‘Don’t Test Our Patience’: Sharad Pawar On Maharashtra-Karnataka Border Row

NCP Chief Sharad Pawar on Tuesday slammed Maharashtra CM Eknath Shinde on the Belagavi border dispute between Maharashtra and Karnataka. Pawar warned that the issue shouldn’t take a wrong turn and that Shinde shouldn’t test the Opposition’s patience.

“Despite Eknath Shinde‘s talk with Karnataka CM Basavaraj Bommai, the latter has not shown any sign of relenting. One must not test our patience, and this shouldn’t go in the wrong direction. CM Shinde must take all the parties in confidence before deciding on anything,” he said.

ALSO READ | What Is Belagavi Border Dispute? A Battle Maharashtra And Karnataka Have Been Fighting For Decades

He also urged MPs to raise the issue in the Winter Session of Parliament that is beginning tomorrow. “The Parliament session is about to begin. I request all MPs to come together and take a stand on the same,” he said.

Pawar’s remarks came after trucks with Maharashtra licence plates were stopped in Belagavi and smeared with black ink and pelted with stones by Karnataka Rakshana Vedike, a pro-Kannada organisation turned violent amid the festering — and lately escalating — inter-state border dispute.

WHAT IS THE MAHARASHTRA-KARNATAKA BORDER DISPUTE?

Belgaum, renamed Belagavi, is currently a part of Karnataka, but Maharashtra also stakes claim to it. The dispute started when the states were divided based on linguistic lines under the State Reorganization Act in 1956. Belgaum was then part of the erstwhile Bombay Presidency, which covered Maharashtra, parts of Gujarat, and North Karnataka. During the state reorganisation process, Belgaum and the surrounding villages were included in Mysore Princely state (now Karnataka) despite having a Marathi-speaking population in the majority. This sowed the seeds of the dispute.

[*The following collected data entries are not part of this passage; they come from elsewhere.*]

use axum::{
    http::StatusCode,
    response::{IntoResponse, Response},
    Json,
};
use folio_core::errors::{DatabaseError, Error as CoreError};
use serde::Serialize;
use thiserror::Error;

#[derive(Error, Debug)]
pub enum ApiError {
    #[error("{0}")]
    Core(#[from] CoreError),
    #[error("{0} not found")]
    NotFound(String),
    #[error("{0}")]
    BadRequest(String),
    #[error("{0}")]
    Internal(String),
}

#[derive(Serialize)]
struct ErrorBody {
    code: u16,
    message: String,
}

impl ApiError {
    fn status(&self) -> StatusCode {
        match self {
            ApiError::Core(e) => match e {
                CoreError::Validation(_) => StatusCode::BAD_REQUEST,
                CoreError::Unauthorized(_) => StatusCode::UNAUTHORIZED,
                CoreError::NotFound(_) | CoreError::Database(DatabaseError::NotFound(_)) => {
                    StatusCode::NOT_FOUND
                }
                CoreError::ConstraintViolation(_)
                | CoreError::Database(DatabaseError::UniqueViolation(_))
                | CoreError::Database(DatabaseError::ForeignKeyViolation(_)) => {
                    StatusCode::CONFLICT
                }
                _ => StatusCode::INTERNAL_SERVER_ERROR,
            },
            ApiError::NotFound(_) => StatusCode::NOT_FOUND,
            ApiError::BadRequest(_) => StatusCode::BAD_REQUEST,
            ApiError::Internal(_) => StatusCode::INTERNAL_SERVER_ERROR,
        }
    }
}

impl IntoResponse for ApiError {
    fn into_response(self) -> Response {
        let status = self.status();
        if status.is_server_error() {
            tracing::error!("Request failed: {}", self);
        }
        let body = Json(ErrorBody {
            code: status.as_u16(),
            message: self.to_string(),
        });
        (status, body).into_response()
    }
}

pub type ApiResult<T> = Result<T, ApiError>;

#[cfg(test)]
mod tests {
    use super::*;
    use folio_core::errors::ValidationError;

    #[test]
    fn test_status_mapping() {
        let cases = [
            (
                ApiError::from(CoreError::Validation(ValidationError::MissingField(
                    "symbol".into(),
                ))),
                StatusCode::BAD_REQUEST,
            ),
            (
                ApiError::from(CoreError::Unauthorized("nope".into())),
                StatusCode::UNAUTHORIZED,
            ),
            (
                ApiError::from(CoreError::NotFound("Asset 1".into())),
                StatusCode::NOT_FOUND,
            ),
            (
                ApiError::from(CoreError::ConstraintViolation("dup".into())),
                StatusCode::CONFLICT,
            ),
            (
                ApiError::from(CoreError::Database(DatabaseError::UniqueViolation(
                    "dup".into(),
                ))),
                StatusCode::CONFLICT,
            ),
            (
                ApiError::from(CoreError::Unexpected("boom".into())),
                StatusCode::INTERNAL_SERVER_ERROR,
            ),
            (ApiError::NotFound("Transaction".into()), StatusCode::NOT_FOUND),
        ];
        for (err, expected) in cases {
            assert_eq!(err.status(), expected, "{err}");
        }
    }
}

ALSO READ | Karnataka Rakshana Vedike Workers Hurl Stones At Truck With Maharashtra Registration, Detained

Maharashtra later invoked 21 (2)(b) of the State Reorganisation Act and submitted a memorandum to the central government objecting to Marathi-speaking areas going to Karnataka. The state claimed over 7,000 square kilometres, including 814 villages and three towns — Belgaum, Nippani, and Karwar.

On November 21 this year, the Maharashtra government announced the extension of its social welfare schemes such as benefits of the chief minister relief funds, health insurance, and pension to the bereaved families of people who died fighting in the border dispute region. Meanwhile, Karnataka CM Basavaraj Bommai claimed that panchayats in Jat taluka of Maharashtra’s Sangli district had passed a resolution to merge with Karnataka.